DIRECTIONS FOR THIS TASK
Retype exactly the lines of the material below, from the one containing "assert_eq!(settings.megabuffer_chunk_size, 25 *" through the last, with both ends kept.

SOURCE DATA
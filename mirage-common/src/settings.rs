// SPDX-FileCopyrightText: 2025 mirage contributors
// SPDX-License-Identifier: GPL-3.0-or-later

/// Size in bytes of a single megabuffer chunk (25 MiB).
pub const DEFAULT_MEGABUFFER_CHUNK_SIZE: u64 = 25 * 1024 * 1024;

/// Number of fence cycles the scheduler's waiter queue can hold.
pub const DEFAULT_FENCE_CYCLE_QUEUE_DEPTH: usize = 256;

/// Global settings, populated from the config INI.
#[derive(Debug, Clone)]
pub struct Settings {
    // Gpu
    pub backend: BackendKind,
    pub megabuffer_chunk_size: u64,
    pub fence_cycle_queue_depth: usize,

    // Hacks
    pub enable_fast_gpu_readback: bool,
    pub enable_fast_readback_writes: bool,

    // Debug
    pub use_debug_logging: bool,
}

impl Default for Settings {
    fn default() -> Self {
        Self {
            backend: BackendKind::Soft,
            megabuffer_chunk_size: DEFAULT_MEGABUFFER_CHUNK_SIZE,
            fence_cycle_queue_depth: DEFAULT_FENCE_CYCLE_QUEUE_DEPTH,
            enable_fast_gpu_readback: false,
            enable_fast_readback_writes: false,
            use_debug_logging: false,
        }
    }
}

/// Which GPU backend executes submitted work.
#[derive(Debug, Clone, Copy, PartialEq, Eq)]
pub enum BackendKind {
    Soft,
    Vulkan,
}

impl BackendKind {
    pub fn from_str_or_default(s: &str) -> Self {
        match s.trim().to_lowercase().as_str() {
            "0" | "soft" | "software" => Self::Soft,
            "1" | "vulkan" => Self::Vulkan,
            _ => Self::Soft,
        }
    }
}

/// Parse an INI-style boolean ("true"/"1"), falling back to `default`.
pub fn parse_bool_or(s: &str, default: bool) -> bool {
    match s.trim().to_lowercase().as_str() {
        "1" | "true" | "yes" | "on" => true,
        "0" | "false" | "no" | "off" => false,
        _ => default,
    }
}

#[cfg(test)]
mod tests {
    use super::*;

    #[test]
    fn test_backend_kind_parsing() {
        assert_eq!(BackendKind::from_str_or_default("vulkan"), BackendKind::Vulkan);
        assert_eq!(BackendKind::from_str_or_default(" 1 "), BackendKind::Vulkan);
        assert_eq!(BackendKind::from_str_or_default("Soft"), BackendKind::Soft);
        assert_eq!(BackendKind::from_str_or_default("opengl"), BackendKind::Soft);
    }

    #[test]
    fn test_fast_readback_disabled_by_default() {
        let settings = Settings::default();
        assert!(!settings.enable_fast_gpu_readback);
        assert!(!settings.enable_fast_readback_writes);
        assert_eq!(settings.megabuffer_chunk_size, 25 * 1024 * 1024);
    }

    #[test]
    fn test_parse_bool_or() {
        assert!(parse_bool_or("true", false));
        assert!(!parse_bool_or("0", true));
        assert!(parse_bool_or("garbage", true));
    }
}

SOLUTION TO THIS EXERCISE
        assert_eq!(settings.megabuffer_chunk_size, 25 * 1024 * 1024);
    }

    #[test]
    fn test_parse_bool_or() {
        assert!(parse_bool_or("true", false));
        assert!(!parse_bool_or("0", true));
        assert!(parse_bool_or("garbage", true));
    }
}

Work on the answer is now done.